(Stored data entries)
==========

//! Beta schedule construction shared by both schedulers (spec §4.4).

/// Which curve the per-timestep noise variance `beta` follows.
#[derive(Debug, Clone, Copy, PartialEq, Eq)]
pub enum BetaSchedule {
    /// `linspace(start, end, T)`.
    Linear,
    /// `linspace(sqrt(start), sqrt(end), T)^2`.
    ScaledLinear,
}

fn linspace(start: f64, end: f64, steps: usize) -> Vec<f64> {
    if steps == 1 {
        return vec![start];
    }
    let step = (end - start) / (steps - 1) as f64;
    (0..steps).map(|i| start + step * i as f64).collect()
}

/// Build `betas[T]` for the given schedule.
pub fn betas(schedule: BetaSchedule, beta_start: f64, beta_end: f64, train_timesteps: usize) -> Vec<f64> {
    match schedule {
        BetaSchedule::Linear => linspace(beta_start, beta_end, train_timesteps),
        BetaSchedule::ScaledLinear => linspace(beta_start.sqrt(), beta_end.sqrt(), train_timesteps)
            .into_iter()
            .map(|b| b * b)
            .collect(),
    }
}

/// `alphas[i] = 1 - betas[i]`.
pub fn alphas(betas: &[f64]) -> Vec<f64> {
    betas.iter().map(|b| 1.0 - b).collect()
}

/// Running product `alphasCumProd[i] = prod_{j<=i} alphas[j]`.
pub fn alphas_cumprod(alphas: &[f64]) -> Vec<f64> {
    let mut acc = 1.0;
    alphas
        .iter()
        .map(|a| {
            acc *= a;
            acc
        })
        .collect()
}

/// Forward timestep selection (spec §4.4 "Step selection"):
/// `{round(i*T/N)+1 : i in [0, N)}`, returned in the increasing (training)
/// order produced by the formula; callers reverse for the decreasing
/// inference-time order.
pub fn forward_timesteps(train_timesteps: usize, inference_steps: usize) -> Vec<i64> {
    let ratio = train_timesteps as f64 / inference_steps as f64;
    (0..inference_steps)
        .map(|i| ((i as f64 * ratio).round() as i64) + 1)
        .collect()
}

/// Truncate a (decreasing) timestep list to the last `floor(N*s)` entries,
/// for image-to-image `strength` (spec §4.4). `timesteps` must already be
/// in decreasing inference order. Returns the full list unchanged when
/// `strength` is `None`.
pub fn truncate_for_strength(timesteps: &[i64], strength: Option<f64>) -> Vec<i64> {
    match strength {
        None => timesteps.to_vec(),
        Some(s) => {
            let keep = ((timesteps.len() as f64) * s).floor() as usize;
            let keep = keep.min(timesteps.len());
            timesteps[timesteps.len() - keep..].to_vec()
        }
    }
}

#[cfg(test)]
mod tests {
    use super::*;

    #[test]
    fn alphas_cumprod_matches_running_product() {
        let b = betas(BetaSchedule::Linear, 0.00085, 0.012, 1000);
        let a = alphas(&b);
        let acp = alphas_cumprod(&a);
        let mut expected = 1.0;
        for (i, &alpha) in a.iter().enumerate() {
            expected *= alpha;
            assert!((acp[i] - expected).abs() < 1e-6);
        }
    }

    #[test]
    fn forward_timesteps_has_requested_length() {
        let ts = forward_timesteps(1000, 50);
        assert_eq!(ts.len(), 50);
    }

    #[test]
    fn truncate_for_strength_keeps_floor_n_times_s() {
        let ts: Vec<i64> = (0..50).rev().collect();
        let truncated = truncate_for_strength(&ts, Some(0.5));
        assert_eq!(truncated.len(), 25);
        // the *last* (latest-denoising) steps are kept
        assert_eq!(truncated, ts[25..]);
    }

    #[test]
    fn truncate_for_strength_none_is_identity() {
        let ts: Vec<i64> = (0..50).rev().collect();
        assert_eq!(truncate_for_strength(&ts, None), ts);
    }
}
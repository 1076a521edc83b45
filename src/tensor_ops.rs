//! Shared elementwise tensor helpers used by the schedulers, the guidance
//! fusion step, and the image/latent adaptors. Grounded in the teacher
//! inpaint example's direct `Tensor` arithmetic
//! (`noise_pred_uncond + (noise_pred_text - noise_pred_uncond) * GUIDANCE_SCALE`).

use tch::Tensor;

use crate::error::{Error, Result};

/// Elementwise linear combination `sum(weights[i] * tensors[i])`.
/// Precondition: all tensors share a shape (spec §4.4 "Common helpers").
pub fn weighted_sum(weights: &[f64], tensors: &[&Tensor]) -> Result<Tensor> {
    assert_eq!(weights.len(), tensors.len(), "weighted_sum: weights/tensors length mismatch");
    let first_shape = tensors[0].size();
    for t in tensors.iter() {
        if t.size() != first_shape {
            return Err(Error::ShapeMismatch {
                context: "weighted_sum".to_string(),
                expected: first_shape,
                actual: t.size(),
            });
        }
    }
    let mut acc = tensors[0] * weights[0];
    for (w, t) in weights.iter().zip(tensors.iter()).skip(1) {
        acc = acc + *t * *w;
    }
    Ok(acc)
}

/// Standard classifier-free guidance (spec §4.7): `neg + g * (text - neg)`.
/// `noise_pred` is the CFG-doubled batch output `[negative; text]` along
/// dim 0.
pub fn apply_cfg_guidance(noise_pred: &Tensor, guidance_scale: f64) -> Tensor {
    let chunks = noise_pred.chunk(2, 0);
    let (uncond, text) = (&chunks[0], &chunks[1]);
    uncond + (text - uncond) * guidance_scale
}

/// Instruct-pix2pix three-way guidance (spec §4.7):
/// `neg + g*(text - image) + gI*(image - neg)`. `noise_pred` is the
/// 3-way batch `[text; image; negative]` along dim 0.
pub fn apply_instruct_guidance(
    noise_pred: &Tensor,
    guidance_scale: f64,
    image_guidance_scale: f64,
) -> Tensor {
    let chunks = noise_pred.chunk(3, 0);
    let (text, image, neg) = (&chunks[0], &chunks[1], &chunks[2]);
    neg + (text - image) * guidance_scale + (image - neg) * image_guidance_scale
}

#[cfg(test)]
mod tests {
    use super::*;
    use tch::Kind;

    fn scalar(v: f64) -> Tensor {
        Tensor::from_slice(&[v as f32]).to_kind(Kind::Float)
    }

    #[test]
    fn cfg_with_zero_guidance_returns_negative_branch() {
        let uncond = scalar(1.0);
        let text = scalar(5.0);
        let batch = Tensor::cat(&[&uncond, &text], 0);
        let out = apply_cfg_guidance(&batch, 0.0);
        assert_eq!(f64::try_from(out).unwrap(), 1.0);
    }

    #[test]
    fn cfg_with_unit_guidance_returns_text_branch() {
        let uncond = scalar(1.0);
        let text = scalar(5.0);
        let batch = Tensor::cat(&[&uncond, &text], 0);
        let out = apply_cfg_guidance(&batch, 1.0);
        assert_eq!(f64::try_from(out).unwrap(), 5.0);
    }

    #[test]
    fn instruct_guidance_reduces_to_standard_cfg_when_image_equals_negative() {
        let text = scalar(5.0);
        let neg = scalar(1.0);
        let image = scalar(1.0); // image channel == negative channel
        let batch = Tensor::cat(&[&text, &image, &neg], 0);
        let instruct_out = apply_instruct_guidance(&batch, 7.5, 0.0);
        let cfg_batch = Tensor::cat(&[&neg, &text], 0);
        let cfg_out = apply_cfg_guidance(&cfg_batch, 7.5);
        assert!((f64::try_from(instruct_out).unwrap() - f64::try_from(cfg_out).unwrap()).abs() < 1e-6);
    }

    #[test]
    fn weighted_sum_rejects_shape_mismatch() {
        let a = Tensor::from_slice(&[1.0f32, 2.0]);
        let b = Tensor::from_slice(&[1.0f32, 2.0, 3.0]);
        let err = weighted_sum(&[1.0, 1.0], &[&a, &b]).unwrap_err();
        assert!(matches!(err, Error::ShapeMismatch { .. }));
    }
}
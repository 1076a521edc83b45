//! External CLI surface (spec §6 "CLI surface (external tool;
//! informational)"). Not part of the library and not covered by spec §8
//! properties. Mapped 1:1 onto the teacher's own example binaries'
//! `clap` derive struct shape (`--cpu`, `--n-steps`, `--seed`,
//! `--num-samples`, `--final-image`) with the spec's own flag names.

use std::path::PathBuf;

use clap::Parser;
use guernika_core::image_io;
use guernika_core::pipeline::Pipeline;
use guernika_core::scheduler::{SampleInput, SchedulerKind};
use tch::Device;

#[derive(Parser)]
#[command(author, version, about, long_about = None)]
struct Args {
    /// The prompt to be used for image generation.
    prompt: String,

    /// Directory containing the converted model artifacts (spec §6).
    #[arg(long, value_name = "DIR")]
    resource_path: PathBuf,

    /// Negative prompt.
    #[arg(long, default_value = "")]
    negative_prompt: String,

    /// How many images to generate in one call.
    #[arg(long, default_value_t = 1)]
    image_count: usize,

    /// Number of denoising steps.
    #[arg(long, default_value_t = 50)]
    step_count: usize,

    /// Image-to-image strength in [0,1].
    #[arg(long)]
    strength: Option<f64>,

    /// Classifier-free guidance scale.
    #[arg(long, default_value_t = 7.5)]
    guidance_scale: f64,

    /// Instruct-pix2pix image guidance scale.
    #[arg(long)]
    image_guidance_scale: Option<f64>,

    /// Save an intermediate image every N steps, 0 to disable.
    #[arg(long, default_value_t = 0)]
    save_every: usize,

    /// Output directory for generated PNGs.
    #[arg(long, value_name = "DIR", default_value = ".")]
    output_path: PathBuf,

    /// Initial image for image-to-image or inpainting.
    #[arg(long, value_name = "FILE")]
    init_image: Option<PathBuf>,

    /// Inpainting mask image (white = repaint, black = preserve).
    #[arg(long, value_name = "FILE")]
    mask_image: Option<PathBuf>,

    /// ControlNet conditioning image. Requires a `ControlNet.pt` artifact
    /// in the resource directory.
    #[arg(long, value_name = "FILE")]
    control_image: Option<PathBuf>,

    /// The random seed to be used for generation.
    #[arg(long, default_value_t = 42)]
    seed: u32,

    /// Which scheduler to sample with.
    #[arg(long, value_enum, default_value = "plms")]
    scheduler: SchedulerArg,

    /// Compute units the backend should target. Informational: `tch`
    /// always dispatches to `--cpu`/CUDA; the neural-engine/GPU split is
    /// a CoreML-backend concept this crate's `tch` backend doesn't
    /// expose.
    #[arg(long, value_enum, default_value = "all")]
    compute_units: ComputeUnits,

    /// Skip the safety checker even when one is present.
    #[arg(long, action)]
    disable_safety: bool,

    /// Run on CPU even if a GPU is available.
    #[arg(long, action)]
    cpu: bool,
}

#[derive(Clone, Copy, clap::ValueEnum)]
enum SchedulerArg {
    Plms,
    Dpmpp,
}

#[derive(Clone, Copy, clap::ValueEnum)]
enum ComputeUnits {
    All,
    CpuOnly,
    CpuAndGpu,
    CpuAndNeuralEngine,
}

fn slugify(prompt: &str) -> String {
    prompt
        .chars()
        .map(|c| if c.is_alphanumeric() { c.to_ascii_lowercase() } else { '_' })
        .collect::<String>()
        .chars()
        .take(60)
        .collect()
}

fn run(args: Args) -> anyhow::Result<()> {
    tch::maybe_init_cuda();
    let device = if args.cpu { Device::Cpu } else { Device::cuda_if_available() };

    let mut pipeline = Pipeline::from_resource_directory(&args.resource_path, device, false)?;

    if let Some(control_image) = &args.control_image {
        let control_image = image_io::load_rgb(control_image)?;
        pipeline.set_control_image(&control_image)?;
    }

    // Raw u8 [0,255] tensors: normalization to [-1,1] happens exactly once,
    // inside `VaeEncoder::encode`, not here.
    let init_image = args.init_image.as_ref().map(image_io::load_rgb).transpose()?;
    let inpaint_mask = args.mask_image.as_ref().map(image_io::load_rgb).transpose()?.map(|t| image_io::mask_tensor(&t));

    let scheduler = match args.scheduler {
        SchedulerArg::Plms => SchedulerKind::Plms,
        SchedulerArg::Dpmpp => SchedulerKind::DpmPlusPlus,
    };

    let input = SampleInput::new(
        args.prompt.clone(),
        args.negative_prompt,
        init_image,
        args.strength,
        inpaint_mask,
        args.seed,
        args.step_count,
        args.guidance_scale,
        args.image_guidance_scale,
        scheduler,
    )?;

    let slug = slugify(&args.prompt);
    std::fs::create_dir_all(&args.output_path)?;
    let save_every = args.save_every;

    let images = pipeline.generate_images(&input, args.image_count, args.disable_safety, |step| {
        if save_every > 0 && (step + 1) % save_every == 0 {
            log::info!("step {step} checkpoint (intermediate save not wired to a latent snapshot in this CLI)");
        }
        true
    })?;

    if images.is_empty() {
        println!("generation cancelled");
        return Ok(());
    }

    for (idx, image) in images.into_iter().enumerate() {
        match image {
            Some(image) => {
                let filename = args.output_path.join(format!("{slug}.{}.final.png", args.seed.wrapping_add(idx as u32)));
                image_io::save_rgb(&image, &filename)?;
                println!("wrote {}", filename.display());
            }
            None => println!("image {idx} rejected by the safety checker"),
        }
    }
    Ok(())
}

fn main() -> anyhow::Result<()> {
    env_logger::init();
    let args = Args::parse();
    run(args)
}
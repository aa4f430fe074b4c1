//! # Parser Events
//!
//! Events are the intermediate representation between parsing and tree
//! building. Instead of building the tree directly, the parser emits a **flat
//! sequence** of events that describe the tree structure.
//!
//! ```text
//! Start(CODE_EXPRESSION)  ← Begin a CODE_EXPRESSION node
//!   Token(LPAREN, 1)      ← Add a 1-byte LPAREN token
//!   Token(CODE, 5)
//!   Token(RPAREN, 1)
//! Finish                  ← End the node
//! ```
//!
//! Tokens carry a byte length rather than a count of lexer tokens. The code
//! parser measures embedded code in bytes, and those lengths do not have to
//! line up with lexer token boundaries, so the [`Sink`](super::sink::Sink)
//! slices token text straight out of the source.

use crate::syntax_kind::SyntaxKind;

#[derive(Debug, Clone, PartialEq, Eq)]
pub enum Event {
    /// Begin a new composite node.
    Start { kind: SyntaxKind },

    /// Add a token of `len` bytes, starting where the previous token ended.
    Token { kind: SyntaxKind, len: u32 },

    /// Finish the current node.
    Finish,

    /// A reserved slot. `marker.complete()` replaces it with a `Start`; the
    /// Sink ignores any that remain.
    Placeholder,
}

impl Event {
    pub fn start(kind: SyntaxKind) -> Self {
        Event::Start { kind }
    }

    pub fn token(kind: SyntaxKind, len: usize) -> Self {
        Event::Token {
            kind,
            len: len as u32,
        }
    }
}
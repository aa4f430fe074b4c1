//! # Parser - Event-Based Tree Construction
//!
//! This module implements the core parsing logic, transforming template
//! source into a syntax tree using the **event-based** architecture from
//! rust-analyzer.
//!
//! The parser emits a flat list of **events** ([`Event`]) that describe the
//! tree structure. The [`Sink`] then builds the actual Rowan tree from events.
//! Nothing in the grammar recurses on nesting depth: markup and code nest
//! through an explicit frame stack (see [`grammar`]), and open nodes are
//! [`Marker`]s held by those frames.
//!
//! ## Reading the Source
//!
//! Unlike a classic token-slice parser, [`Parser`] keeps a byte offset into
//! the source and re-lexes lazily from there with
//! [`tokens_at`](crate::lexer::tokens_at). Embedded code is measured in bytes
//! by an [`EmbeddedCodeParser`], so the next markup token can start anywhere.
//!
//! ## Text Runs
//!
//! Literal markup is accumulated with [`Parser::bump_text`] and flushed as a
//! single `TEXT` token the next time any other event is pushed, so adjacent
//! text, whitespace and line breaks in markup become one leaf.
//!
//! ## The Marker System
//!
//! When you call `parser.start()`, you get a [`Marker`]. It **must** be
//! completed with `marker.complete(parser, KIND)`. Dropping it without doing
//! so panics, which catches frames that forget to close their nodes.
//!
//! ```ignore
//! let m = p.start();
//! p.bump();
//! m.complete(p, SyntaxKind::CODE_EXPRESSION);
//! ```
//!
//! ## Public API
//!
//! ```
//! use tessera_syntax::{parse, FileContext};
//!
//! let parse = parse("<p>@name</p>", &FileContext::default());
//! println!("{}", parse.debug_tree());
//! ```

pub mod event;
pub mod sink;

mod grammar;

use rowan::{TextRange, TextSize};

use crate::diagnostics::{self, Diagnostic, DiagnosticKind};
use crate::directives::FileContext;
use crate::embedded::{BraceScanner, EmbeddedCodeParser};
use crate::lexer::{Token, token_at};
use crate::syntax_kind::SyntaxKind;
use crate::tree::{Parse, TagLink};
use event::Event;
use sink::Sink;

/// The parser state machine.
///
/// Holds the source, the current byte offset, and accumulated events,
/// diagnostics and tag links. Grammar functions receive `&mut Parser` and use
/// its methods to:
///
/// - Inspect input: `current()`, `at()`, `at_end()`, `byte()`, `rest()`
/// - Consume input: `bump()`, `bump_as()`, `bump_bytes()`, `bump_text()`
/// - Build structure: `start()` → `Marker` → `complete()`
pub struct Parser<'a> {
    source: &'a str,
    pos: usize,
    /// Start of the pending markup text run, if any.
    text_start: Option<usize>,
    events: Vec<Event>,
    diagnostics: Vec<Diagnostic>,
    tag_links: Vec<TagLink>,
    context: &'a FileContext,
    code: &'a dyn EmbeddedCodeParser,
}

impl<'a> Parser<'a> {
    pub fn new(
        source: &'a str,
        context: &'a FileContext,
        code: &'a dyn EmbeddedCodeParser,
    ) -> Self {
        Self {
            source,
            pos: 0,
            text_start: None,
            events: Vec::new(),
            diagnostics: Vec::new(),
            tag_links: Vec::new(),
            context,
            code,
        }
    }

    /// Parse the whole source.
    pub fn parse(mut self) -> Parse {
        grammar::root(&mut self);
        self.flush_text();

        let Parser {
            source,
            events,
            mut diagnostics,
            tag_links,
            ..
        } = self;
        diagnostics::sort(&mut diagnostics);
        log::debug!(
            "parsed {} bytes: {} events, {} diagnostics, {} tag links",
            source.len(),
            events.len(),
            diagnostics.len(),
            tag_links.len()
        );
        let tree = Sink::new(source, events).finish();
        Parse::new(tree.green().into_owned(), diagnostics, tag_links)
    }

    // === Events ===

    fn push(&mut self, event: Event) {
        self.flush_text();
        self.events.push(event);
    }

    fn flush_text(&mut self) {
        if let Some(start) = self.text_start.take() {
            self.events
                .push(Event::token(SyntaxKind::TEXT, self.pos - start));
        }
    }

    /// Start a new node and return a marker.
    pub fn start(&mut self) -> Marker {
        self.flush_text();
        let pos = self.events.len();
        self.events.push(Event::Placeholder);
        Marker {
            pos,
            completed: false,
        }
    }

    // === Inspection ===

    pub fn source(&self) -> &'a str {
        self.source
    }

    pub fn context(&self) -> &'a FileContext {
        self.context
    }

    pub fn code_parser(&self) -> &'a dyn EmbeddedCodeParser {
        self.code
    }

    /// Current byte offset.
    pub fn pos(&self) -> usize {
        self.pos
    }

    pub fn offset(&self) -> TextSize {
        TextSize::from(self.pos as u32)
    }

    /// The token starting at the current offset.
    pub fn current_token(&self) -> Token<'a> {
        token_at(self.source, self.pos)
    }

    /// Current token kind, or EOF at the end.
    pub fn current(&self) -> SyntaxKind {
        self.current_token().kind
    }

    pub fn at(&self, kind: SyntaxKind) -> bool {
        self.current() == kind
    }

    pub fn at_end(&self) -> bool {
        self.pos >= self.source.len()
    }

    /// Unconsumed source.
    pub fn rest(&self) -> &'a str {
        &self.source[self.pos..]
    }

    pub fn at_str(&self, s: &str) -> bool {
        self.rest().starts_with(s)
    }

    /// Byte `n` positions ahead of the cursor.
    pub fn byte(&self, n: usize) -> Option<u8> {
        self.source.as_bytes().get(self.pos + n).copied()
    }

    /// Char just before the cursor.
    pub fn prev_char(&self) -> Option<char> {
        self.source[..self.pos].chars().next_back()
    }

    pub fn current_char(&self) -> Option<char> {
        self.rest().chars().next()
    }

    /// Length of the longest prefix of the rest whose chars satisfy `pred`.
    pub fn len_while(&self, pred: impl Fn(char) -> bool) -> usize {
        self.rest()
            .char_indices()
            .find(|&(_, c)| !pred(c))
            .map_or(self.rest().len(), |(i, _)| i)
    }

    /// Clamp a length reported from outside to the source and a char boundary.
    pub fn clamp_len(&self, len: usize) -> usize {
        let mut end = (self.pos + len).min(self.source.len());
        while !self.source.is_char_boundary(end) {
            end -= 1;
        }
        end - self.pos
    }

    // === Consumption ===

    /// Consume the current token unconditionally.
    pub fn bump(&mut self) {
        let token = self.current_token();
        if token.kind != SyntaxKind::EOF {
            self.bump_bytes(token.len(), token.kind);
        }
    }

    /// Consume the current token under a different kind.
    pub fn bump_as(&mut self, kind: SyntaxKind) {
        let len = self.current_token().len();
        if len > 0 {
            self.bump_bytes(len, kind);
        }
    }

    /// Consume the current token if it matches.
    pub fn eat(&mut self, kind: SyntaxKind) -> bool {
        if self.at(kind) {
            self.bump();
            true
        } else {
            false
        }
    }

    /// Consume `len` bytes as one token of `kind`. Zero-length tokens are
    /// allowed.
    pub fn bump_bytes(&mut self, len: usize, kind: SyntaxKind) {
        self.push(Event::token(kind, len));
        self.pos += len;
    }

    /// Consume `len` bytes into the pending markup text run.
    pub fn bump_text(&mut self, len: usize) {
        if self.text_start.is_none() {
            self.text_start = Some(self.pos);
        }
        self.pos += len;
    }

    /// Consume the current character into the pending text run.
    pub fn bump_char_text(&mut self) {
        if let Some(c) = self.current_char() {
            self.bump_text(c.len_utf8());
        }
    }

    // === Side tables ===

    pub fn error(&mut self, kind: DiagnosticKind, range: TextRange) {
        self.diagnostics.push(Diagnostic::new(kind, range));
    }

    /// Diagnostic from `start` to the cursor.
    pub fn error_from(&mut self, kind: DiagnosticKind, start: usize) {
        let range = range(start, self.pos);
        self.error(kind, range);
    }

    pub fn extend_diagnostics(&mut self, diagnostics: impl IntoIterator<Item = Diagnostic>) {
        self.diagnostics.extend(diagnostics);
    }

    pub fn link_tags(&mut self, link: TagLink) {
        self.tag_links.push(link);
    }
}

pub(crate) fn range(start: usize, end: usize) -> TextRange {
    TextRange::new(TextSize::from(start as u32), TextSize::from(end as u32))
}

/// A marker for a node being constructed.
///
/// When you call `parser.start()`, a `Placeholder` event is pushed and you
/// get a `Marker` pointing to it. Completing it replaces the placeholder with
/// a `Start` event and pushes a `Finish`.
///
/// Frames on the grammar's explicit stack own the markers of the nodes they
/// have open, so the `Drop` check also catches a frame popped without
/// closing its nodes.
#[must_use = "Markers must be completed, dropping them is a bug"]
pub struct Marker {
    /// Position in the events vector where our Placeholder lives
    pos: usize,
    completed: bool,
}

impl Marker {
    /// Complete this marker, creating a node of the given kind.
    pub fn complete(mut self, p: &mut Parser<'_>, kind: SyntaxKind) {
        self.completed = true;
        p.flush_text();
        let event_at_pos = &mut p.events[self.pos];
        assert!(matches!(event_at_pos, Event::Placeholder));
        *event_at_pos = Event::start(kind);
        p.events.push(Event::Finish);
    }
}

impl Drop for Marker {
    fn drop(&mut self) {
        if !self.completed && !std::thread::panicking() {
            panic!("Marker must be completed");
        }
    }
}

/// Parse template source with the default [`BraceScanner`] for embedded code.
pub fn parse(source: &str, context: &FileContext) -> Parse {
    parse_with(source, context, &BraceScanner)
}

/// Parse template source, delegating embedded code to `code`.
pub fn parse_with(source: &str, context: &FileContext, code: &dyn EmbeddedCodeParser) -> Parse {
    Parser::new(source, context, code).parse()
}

==========

WHAT TO PRODUCE
Copy the lines that hold the word "generation". Take them from the records above.

THE COMPLETED TASK
    /// The prompt to be used for image generation.
    /// The random seed to be used for generation.
        println!("generation cancelled");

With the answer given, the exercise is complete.